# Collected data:
______

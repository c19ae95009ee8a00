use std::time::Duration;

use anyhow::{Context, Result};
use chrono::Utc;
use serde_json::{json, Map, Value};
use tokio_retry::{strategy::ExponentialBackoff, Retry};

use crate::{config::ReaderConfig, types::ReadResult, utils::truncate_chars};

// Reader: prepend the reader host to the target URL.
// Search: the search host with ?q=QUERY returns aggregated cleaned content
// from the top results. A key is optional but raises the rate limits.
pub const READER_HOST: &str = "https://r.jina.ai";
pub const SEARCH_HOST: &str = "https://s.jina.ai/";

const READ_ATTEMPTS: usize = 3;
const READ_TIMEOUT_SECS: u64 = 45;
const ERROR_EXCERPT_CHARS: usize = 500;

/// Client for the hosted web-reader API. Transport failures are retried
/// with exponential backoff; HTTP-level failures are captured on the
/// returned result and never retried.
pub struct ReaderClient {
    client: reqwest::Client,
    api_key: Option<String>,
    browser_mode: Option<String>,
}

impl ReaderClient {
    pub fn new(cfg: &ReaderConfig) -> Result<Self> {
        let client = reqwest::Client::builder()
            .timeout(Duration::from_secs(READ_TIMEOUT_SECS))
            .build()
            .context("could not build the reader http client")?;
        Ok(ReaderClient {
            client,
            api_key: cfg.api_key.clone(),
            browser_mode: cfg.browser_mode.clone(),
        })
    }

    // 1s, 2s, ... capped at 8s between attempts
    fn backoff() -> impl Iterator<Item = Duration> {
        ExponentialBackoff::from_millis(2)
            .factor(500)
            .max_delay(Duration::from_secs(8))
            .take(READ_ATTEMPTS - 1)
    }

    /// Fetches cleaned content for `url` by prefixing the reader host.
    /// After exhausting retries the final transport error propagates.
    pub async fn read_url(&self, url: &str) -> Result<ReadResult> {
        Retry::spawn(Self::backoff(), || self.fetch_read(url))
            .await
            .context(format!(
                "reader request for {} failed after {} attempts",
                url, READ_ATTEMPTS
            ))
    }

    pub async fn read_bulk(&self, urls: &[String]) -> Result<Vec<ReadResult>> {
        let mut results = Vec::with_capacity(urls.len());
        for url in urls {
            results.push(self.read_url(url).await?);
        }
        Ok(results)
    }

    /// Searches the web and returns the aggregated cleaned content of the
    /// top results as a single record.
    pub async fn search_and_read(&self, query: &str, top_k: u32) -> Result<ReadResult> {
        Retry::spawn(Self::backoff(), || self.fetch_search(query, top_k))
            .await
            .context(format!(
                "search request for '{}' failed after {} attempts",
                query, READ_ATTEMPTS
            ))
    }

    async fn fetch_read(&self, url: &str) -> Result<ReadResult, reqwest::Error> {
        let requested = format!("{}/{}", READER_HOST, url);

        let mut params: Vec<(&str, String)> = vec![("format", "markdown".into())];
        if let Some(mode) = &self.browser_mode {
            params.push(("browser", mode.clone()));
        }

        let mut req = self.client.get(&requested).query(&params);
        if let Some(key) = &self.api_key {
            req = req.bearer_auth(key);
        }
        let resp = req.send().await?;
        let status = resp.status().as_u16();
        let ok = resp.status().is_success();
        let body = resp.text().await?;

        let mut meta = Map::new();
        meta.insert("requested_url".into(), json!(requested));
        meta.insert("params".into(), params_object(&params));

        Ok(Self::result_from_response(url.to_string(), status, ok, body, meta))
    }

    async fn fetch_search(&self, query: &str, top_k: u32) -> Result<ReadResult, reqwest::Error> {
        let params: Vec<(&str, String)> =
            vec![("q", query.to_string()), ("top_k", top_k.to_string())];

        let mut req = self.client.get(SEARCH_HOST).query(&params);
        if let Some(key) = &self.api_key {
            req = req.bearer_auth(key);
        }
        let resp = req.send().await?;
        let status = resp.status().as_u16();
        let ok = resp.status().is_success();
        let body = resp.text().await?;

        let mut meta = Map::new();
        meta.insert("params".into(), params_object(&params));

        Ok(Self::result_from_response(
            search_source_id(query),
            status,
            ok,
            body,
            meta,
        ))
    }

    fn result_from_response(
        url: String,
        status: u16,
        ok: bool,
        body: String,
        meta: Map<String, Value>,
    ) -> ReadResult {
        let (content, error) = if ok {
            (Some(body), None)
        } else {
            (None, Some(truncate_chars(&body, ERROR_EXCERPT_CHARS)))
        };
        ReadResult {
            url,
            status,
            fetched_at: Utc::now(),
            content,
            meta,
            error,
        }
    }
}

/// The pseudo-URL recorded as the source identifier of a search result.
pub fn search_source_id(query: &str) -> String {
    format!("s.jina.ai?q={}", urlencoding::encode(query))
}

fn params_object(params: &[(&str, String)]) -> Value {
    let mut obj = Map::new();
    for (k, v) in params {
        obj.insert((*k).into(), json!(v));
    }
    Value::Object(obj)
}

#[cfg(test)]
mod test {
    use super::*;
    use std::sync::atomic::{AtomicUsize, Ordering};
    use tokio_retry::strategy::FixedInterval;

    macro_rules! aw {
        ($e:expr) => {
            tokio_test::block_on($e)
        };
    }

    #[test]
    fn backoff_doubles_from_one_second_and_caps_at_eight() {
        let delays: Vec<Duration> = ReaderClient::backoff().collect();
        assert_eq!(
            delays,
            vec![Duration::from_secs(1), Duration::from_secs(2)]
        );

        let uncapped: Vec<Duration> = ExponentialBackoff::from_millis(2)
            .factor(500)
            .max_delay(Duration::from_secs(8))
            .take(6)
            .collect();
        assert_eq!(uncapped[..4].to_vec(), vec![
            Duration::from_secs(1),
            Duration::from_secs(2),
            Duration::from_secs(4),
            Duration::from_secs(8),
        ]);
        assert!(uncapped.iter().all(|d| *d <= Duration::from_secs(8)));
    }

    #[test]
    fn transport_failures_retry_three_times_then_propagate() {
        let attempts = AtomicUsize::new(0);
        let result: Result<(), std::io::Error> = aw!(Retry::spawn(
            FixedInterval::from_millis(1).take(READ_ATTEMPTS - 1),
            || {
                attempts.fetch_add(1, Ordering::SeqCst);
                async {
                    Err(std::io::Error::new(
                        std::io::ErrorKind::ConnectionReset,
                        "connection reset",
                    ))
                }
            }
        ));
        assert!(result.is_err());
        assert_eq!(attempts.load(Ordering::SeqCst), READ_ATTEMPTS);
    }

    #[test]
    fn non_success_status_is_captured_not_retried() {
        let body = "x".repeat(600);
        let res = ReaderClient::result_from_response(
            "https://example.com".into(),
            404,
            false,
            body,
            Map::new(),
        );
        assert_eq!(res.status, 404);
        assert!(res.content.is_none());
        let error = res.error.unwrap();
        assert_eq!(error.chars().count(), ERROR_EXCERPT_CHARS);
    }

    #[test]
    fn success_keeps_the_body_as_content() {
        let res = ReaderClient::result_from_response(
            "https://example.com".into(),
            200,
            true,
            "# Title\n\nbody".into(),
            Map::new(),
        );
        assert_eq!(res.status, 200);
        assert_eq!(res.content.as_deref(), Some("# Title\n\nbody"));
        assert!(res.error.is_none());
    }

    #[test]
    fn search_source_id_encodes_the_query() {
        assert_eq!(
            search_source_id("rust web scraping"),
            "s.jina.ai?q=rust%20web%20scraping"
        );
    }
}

______

# What the task requires:
Taking the records above as input, show every line in which the word "impl" is present.

# Solved problem:
impl ReaderClient {
    fn backoff() -> impl Iterator<Item = Duration> {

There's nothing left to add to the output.